Eight Days of Luke by Diana Wynne Jones, a book review

Eight Days of Luke is one of my favorite books by Diana Wynne Jones, which is to say, it's one of my favorite books period.

It begins when David returns to his guardians after a successful school year. He is not particularly looking forward to seeing them, though he is looking forward to telling one of his uncles about the recent cricket match. On reaching the house, however, he finds that no one expects him at all. They have all been planning a holiday and meet his arrival with blank dismay. After being scolded one too many times for simply being around, David goes out and tries a curse, stringing together the nastiest-sounding words he can. To his surprise, a wall falls down after one string and a boy of about his own age appears. The boy, Luke, claims David has freed him from a terrible enchantment--something David does not believe--and he quickly becomes David's good friend.

Gradually, David realizes that Luke is not an ordinary boy, he's Loki, Norse god of mischief, and the other gods are out to recapture him. Friendship with Luke/Loki makes David offer to solve the gods' current crisis in order to keep him from being re-imprisoned. The trouble is, he only has a week to do it in, and he can only do it if he does not know what it is the gods are looking for.
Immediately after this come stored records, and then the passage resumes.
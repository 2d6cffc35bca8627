//! # numtape
//!
//! A number-line addition widget: the learner is shown an arc over the tape
//! and types `a`, then `b`, then `a + b`, one step at a time.
//!
//! This crate owns the problem, the step sequence and the pixel geometry.
//! Drawing and input elements belong to a host, which implements
//! [`surface::Surface`] and forwards key presses and commits to a
//! [`sequencer::Widget`].
//!
//! ## Quick Start
//!
//! ```
//! use numtape::prelude::*;
//!
//! let problem = Problem::new(3, 4, 20).unwrap();
//! let mut widget = Widget::with_defaults(problem, RecordingSurface::new());
//! widget.start();
//!
//! assert!(!widget.on_field_commit(Field::A, "5"));
//! assert!(widget.on_field_commit(Field::A, "3"));
//! assert_eq!(widget.step(), Step::PrintSecond);
//! assert_eq!(widget.surface().expression(), Some("3 + ? = ?"));
//! ```
//!
//! ## Feature Flags
//!
//! - `serde` (default): serialization of config, draw commands and session
//!   snapshots, plus JSON config loading.
//!
//! ## Modules
//!
//! - [`problem`]: problem generation and the three answer fields
//! - [`sequencer`]: the step machine and the host-facing widget
//! - [`expression`]: the `a + b = sum` readout
//! - [`geometry`]: tape pixel layout and arc shape
//! - [`surface`]: host rendering interface

#[path = "core/config.rs"]
pub mod config;

#[path = "core/error.rs"]
pub mod error;

#[path = "core/expression.rs"]
pub mod expression;

#[path = "core/geometry.rs"]
pub mod geometry;

#[path = "core/prng.rs"]
pub mod prng;

#[path = "core/problem.rs"]
pub mod problem;

#[path = "core/sequencer.rs"]
pub mod sequencer;

#[path = "core/surface.rs"]
pub mod surface;

/// Prelude module for convenient imports.
///
/// ```
/// use numtape::prelude::*;
/// ```
pub mod prelude {
    pub use crate::config::WidgetConfig;
    pub use crate::error::TapeError;
    pub use crate::expression::{render_expression, ExpressionTemplate, InputValues};
    pub use crate::geometry::{ArcPath, InputPlacement, TapeGeometry};
    pub use crate::prng::Prng;
    pub use crate::problem::{Field, Problem};
    pub use crate::sequencer::{KeyFilter, Session, Step, Widget};
    pub use crate::surface::{DrawCommand, RecordingSurface, Surface};
}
Eight Days of Luke is, like Enchanted Glass, one of the books that is exactly the right length and has just enough and not too much detail. I have read it several times, savoring the different gods' appearances, watching how they fit into the ordinary world while remaining recognizable as the Norse pantheon, and enjoying the smoothness of the shift between worlds when David briefly visits Valhalla.

It also has a wonderful, bittersweet ending question.

This one is staying on my shelves, and I am not loaning out my copy, not to anyone!

For a slightly different take, check this review at The Book Coop. Jenny also discusses it briefly here in her roundup of DWJ books.


  1. I can never remember how long it takes David to realize these are the Norse gods. I always enjoy this one because of the echoes between it and American Gods--have you read that? When David talks to the ravens, I always remember Shadow telling one of his Odin's ravens to say "Nevermore". :p

  2. Yes--I love American Gods--not quite so much as I love Eight Days of Luke, but quite enough to have read it several times and to plan on reading it more at some time in the future.